Das Gespenstschrecke, das sich dem Ausritt anschloss
Corina Leonor brach gemeinsam mit einem Begleiter zu Pferd auf, um die Hügel des Santuarios zu erkunden – der Himmel lag schwer und bewölkt über der dichten Vegetation, und das Panorama öffnete sich in alle Richtungen bis an den Horizont. Es war jene Art von Nachmittag, den man im Gedächtnis trägt, ohne genau zu wissen, warum.

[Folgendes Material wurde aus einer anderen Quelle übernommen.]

use async_trait::async_trait;
use chrono::{DateTime, NaiveDate, SecondsFormat, Utc};
use domain::{AgeBand, AppointmentWindow, Collection, DomainError, PageInfo, Record, RecordId};
use serde::{Deserialize, Serialize};
use thiserror::Error;
use tracing::{debug, instrument};

// Module declarations
pub mod registry;
pub mod seed;
pub mod stats;
pub mod store;

#[cfg(test)]
pub(crate) mod test_support;

// Re-export the services
pub use registry::RegistryService;
pub use seed::{SeedReport, seed_sample_data};
pub use stats::{AppointmentStats, DashboardStats, DoctorStats, PatientStats, StatsService};
pub use store::RecordStore;

// --- Application Errors ---
#[derive(Error, Debug)]
pub enum ApplicationError {
    #[error("Record '{id}' not found in {collection}")]
    NotFound { collection: Collection, id: String },
    #[error("Record '{id}' already exists in {collection}")]
    AlreadyExists { collection: Collection, id: String },
    #[error("Referenced {collection} record '{id}' does not exist")]
    MissingReference { collection: Collection, id: String },
    #[error("Storage failed for blob '{key}': {source}")]
    Storage {
        key: String,
        source: Box<dyn std::error::Error + Send + Sync>,
    },
    #[error("Could not (de)serialize the {collection} collection: {source}")]
    Serialization {
        collection: Collection,
        source: serde_json::Error,
    },
    #[error("Invalid input: {0}")]
    InvalidInput(String),
    #[error("Domain validation error: {0}")]
    DomainError(#[from] DomainError), // Propagate domain errors cleanly
}

impl ApplicationError {
    pub fn not_found(collection: Collection, id: impl Into<String>) -> Self {
        ApplicationError::NotFound {
            collection,
            id: id.into(),
        }
    }
}

// --- Infrastructure Interfaces (Traits) ---

/// Key-value persistence primitive: one serialized blob per key.
///
/// `write` replaces the whole blob; implementations must leave the previous blob intact
/// when a write fails.
#[async_trait]
pub trait BlobStore: Send + Sync {
    /// Reads a blob. `None` when the key was never written.
    async fn read(&self, key: &str) -> Result<Option<String>, ApplicationError>;
    /// Replaces the blob stored under `key`.
    async fn write(&self, key: &str, blob: String) -> Result<(), ApplicationError>;
    /// Whether `key` has ever been written.
    #[instrument(skip(self))]
    async fn contains(&self, key: &str) -> Result<bool, ApplicationError> {
        debug!(key = %key, "Checking blob existence via default read");
        Ok(self.read(key).await?.is_some())
    }
}

/// Source of the current instant. "Today" is always the UTC date.
pub trait Clock: Send + Sync {
    fn now(&self) -> DateTime<Utc>;

    fn today(&self) -> NaiveDate {
        self.now().date_naive()
    }
}

#[derive(Debug, Clone, Copy, Default)]
pub struct SystemClock;

impl Clock for SystemClock {
    fn now(&self) -> DateTime<Utc> {
        Utc::now()
    }
}

/// A clock stuck at one instant. Used for seeding fixtures and tests.
#[derive(Debug, Clone, Copy)]
pub struct FixedClock(pub DateTime<Utc>);

impl Clock for FixedClock {
    fn now(&self) -> DateTime<Utc> {
        self.0
    }
}

/// Timestamp format written into `createdAt`, `lastUpdated` and `submittedAt`.
pub fn timestamp(instant: DateTime<Utc>) -> String {
    instant.to_rfc3339_opts(SecondsFormat::Millis, true)
}

// --- Request/Response Models (Data Transfer Objects - DTOs) ---

/// Filters and paging for a registry listing. Filters that do not apply to the listed
/// collection are rejected. Parameter names are camelCase like the stored fields
/// (`ageBand`, `patientId`, `doctorId`, `perPage`).
#[derive(Deserialize, Debug, Default, Clone)]
#[serde(rename_all = "camelCase")]
pub struct ListQuery {
    /// Free-text search over the collection's search fields. Blank means "no search".
    #[serde(default)]
    pub query: Option<String>,
    pub status: Option<String>,
    /// Patients only.
    pub age_band: Option<AgeBand>,
    /// Doctors only.
    pub specialty: Option<String>,
    /// Appointments only.
    pub window: Option<AppointmentWindow>,
    /// Appointments only, `YYYY-MM-DD`.
    pub date: Option<String>,
    /// Appointments only.
    pub patient_id: Option<String>,
    /// Appointments only.
    pub doctor_id: Option<String>,
    /// 1-based page number.
    pub page: Option<usize>,
    pub per_page: Option<usize>,
}

#[derive(Serialize, Debug)]
pub struct ListResponse {
    pub collection: Collection,
    /// Records on the requested page.
    pub records: Vec<Record>,
    pub page_info: PageInfo,
    /// The search term that was applied, if any.
    pub query: Option<String>,
}

/// Raw store search: substring `term` over the named `fields`.
#[derive(Deserialize, Debug)]
pub struct StoreSearchRequest {
    pub term: String,
    pub fields: Vec<String>,
}

#[derive(Serialize, Debug)]
pub struct StoreSearchResponse {
    pub records: Vec<Record>,
    pub nb_hits: usize,
    pub term: String,
}

#[derive(Serialize, Debug)]
pub struct NextIdResponse {
    pub collection: Collection,
    pub id: RecordId,
}
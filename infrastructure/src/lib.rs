// Module declarations
pub mod persistence;

// Re-export all implementations
pub use persistence::{FileBlobStore, InMemoryBlobStore};
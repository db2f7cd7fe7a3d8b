use chrono::{DateTime, Utc};
use std::collections::HashSet;

use crate::RecordId;

/// Next id under the "count plus one unless taken" policy.
///
/// Starts from `existing.len() + 1` and walks forward past ids already in use. Gaps left
/// by deletions are never reused: with `P001` and `P003` present the result is `P004`.
pub fn next_sequential_id<S: AsRef<str>>(prefix: char, existing: &[S]) -> RecordId {
    let taken: HashSet<&str> = existing.iter().map(AsRef::as_ref).collect();
    let mut counter = existing.len() + 1;
    loop {
        let candidate = format!("{}{:03}", prefix, counter);
        if !taken.contains(candidate.as_str()) {
            return RecordId::new(candidate);
        }
        counter += 1;
    }
}

/// Contact submissions are keyed by their submission instant in milliseconds. When that
/// id is already in use the next free millisecond is taken.
pub fn contact_message_id<S: AsRef<str>>(now: DateTime<Utc>, existing: &[S]) -> RecordId {
    let taken: HashSet<&str> = existing.iter().map(AsRef::as_ref).collect();
    let mut millis = now.timestamp_millis();
    loop {
        let candidate = format!("C{}", millis);
        if !taken.contains(candidate.as_str()) {
            return RecordId::new(candidate);
        }
        millis += 1;
    }
}
//! Blob stores for unit tests of the services.

use async_trait::async_trait;
use std::collections::HashMap;
use std::io;
use std::sync::Mutex;
use std::sync::atomic::{AtomicUsize, Ordering};

use crate::{ApplicationError, BlobStore};

#[derive(Default)]
pub struct MemoryBlobs {
    blobs: Mutex<HashMap<String, String>>,
    writes: AtomicUsize,
}

impl MemoryBlobs {
    pub fn put(&self, key: &str, blob: &str) {
        self.blobs
            .lock()
            .unwrap()
            .insert(key.to_string(), blob.to_string());
    }

    pub fn get(&self, key: &str) -> Option<String> {
        self.blobs.lock().unwrap().get(key).cloned()
    }

    pub fn write_count(&self) -> usize {
        self.writes.load(Ordering::SeqCst)
    }
}

#[async_trait]
impl BlobStore for MemoryBlobs {
    async fn read(&self, key: &str) -> Result<Option<String>, ApplicationError> {
        Ok(self.get(key))
    }

    async fn write(&self, key: &str, blob: String) -> Result<(), ApplicationError> {
        self.writes.fetch_add(1, Ordering::SeqCst);
        self.blobs.lock().unwrap().insert(key.to_string(), blob);
        Ok(())
    }
}

/// Reads succeed, every write fails as if the storage quota were exhausted.
pub struct FailingWrites {
    inner: MemoryBlobs,
}

impl FailingWrites {
    pub fn with_blob(key: &str, blob: &str) -> Self {
        let inner = MemoryBlobs::default();
        inner.put(key, blob);
        Self { inner }
    }
}

#[async_trait]
impl BlobStore for FailingWrites {
    async fn read(&self, key: &str) -> Result<Option<String>, ApplicationError> {
        self.inner.read(key).await
    }

    async fn write(&self, key: &str, _blob: String) -> Result<(), ApplicationError> {
        Err(ApplicationError::Storage {
            key: key.to_string(),
            source: Box::new(io::Error::other("quota exceeded")),
        })
    }
}
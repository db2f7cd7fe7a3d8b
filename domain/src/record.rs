use serde::{Deserialize, Serialize};
use serde_json::{Map, Value};
use std::fmt;

use crate::DomainError;

// --- Record ID ---
#[derive(Debug, Clone, PartialEq, Eq, Hash, Serialize, Deserialize)]
#[serde(transparent)]
pub struct RecordId(String);

impl RecordId {
    pub fn new(id: impl Into<String>) -> Self {
        Self(id.into())
    }
    pub fn as_str(&self) -> &str {
        &self.0
    }
}
impl From<String> for RecordId {
    fn from(id: String) -> Self {
        Self::new(id)
    }
}
impl From<&str> for RecordId {
    fn from(id: &str) -> Self {
        Self::new(id)
    }
}
impl From<RecordId> for String {
    fn from(record_id: RecordId) -> Self {
        record_id.0
    }
}
impl fmt::Display for RecordId {
    fn fmt(&self, f: &mut fmt::Formatter<'_>) -> fmt::Result {
        f.write_str(&self.0)
    }
}

// --- Record ---

/// A single flat field-mapping stored in a collection.
///
/// Field order is kept as inserted, and serialization is transparent: a record is
/// stored as a plain JSON object.
#[derive(Serialize, Deserialize, Debug, Clone, PartialEq, Default)]
#[serde(transparent)]
pub struct Record {
    fields: Map<String, Value>,
}

impl Record {
    pub fn new() -> Self {
        Self::default()
    }

    pub fn from_fields(fields: Map<String, Value>) -> Self {
        Self { fields }
    }

    /// The `id` field, when it is a string. Numeric ids never match a string id.
    pub fn id(&self) -> Option<&str> {
        self.fields.get("id").and_then(Value::as_str)
    }

    pub fn has_id(&self, id: &str) -> bool {
        self.id() == Some(id)
    }

    pub fn get(&self, field: &str) -> Option<&Value> {
        self.fields.get(field)
    }

    pub fn get_str(&self, field: &str) -> Option<&str> {
        self.fields.get(field).and_then(Value::as_str)
    }

    pub fn contains_field(&self, field: &str) -> bool {
        self.fields.contains_key(field)
    }

    pub fn insert(&mut self, field: impl Into<String>, value: impl Into<Value>) -> Option<Value> {
        self.fields.insert(field.into(), value.into())
    }

    pub fn remove(&mut self, field: &str) -> Option<Value> {
        self.fields.shift_remove(field)
    }

    pub fn fields(&self) -> &Map<String, Value> {
        &self.fields
    }

    pub fn into_fields(self) -> Map<String, Value> {
        self.fields
    }

    pub fn field_names(&self) -> impl Iterator<Item = &str> {
        self.fields.keys().map(String::as_str)
    }

    pub fn len(&self) -> usize {
        self.fields.len()
    }

    pub fn is_empty(&self) -> bool {
        self.fields.is_empty()
    }

    /// Shallow merge: every field of `partial` overwrites the same-named field here,
    /// fields not mentioned in `partial` are left alone. Existing fields keep their
    /// position, new ones are appended.
    pub fn merge(&mut self, partial: Record) {
        for (name, value) in partial.fields {
            self.fields.insert(name, value);
        }
    }

    /// Stringified field value as used by search. Missing and `null` fields are empty.
    pub fn field_text(&self, field: &str) -> String {
        self.fields.get(field).map(value_text).unwrap_or_default()
    }

    /// Case-insensitive substring match of `term` against any of `fields`.
    pub fn matches<S: AsRef<str>>(&self, term: &str, fields: &[S]) -> bool {
        let needle = term.to_lowercase();
        fields.iter().any(|field| {
            self.field_text(field.as_ref())
                .to_lowercase()
                .contains(&needle)
        })
    }
}

impl From<Map<String, Value>> for Record {
    fn from(fields: Map<String, Value>) -> Self {
        Self::from_fields(fields)
    }
}

impl From<Record> for Value {
    fn from(record: Record) -> Self {
        Value::Object(record.fields)
    }
}

impl TryFrom<Value> for Record {
    type Error = DomainError;

    fn try_from(value: Value) -> Result<Self, Self::Error> {
        match value {
            Value::Object(fields) => Ok(Self { fields }),
            other => Err(DomainError::InvalidFieldValue {
                field: "record".to_string(),
                reason: format!("Expected an object, got {}", other),
            }),
        }
    }
}

impl FromIterator<(String, Value)> for Record {
    fn from_iter<I: IntoIterator<Item = (String, Value)>>(iter: I) -> Self {
        Self {
            fields: iter.into_iter().collect(),
        }
    }
}

fn value_text(value: &Value) -> String {
    match value {
        Value::Null => String::new(),
        Value::String(text) => text.clone(),
        Value::Bool(flag) => flag.to_string(),
        Value::Number(number) => number.to_string(),
        Value::Array(items) => items.iter().map(value_text).collect::<Vec<_>>().join(","),
        Value::Object(_) => value.to_string(),
    }
}
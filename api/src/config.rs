//! Runtime configuration, resolved once at startup from environment variables.
//!
//! Invalid values are logged and replaced by their defaults. Handlers never read the
//! environment; they receive what was resolved here through the application state.

use domain::DEFAULT_PAGE_SIZE;
use std::env;
use std::path::PathBuf;
use std::str::FromStr;
use tracing::{info, warn};

pub const DEFAULT_PORT: u16 = 3000;
pub const DEFAULT_DATA_DIR: &str = "./data";

/// Where collection blobs are kept.
#[derive(Debug, Clone, Copy, PartialEq, Eq)]
pub enum StorageKind {
    /// One JSON file per collection under the data directory.
    File,
    /// Process memory only; lost on exit.
    Memory,
}

impl FromStr for StorageKind {
    type Err = String;

    fn from_str(value: &str) -> Result<Self, Self::Err> {
        match value.trim().to_ascii_lowercase().as_str() {
            "file" => Ok(StorageKind::File),
            "memory" => Ok(StorageKind::Memory),
            other => Err(format!("unknown storage kind '{}'", other)),
        }
    }
}

#[derive(Debug, Clone, PartialEq, Eq)]
pub struct AppConfig {
    pub port: u16,
    pub storage: StorageKind,
    pub data_dir: PathBuf,
    pub seed_sample_data: bool,
    pub page_size: usize,
}

impl Default for AppConfig {
    fn default() -> Self {
        Self {
            port: DEFAULT_PORT,
            storage: StorageKind::File,
            data_dir: PathBuf::from(DEFAULT_DATA_DIR),
            seed_sample_data: true,
            page_size: DEFAULT_PAGE_SIZE,
        }
    }
}

impl AppConfig {
    pub fn from_env() -> Self {
        Self::from_lookup(|name| env::var(name).ok())
    }

    /// Resolves the configuration through `lookup`, which maps a variable name to its value.
    pub fn from_lookup(lookup: impl Fn(&str) -> Option<String>) -> Self {
        let defaults = AppConfig::default();
        let page_size = parse_or_default(&lookup, "CLINIC_PAGE_SIZE", defaults.page_size);
        let page_size = if page_size == 0 {
            warn!(
                "CLINIC_PAGE_SIZE must be at least 1. Using default {}.",
                defaults.page_size
            );
            defaults.page_size
        } else {
            page_size
        };

        Self {
            port: parse_or_default(&lookup, "PORT", defaults.port),
            storage: parse_or_default(&lookup, "CLINIC_STORAGE", defaults.storage),
            data_dir: lookup("CLINIC_DATA_DIR")
                .filter(|dir| !dir.trim().is_empty())
                .map(PathBuf::from)
                .unwrap_or(defaults.data_dir),
            seed_sample_data: parse_or_default(
                &lookup,
                "CLINIC_SEED_SAMPLE_DATA",
                defaults.seed_sample_data,
            ),
            page_size,
        }
    }
}

fn parse_or_default<T>(lookup: &impl Fn(&str) -> Option<String>, name: &str, default: T) -> T
where
    T: FromStr + std::fmt::Debug,
{
    match lookup(name) {
        Some(raw) => match raw.trim().parse::<T>() {
            Ok(value) => {
                info!("Using {:?} from environment variable {}.", value, name);
                value
            }
            Err(_) => {
                warn!(
                    "Invalid {} value '{}' in environment variable. Using default {:?}.",
                    name, raw, default
                );
                default
            }
        },
        None => default,
    }
}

Auf diesem Ritt erschien es dann, ohne jede Ankündigung: ein Insecto palo (Phasmatodea) in einem goldenen Gelbton, das sich seelenruhig auf dem dunklen Stoff eines der Reiter niederließ. Mit seinem hauchzarten, langgestreckten Körper, der einen trockenen Zweig nachahmte, schien das Tier so überzeugt von seiner Tarnung, dass ihm der Kontrast zum schwarzen Gewebe gleichgültig war. Corina dokumentierte es, bevor es im Blätterwerk verschwand.
Insectos palo sind Meister der Unscheinbarkeit – Geschöpfe, die der Wald mitten im Offenen verbirgt. Dass sich dieses junge Exemplar ausgerechnet während eines Ausritts zeigen und fotografieren ließ, ist genau jene kleine Überraschung, die das Santuario an jene verschenkt, die mit offenen Augen durch die Welt reiten.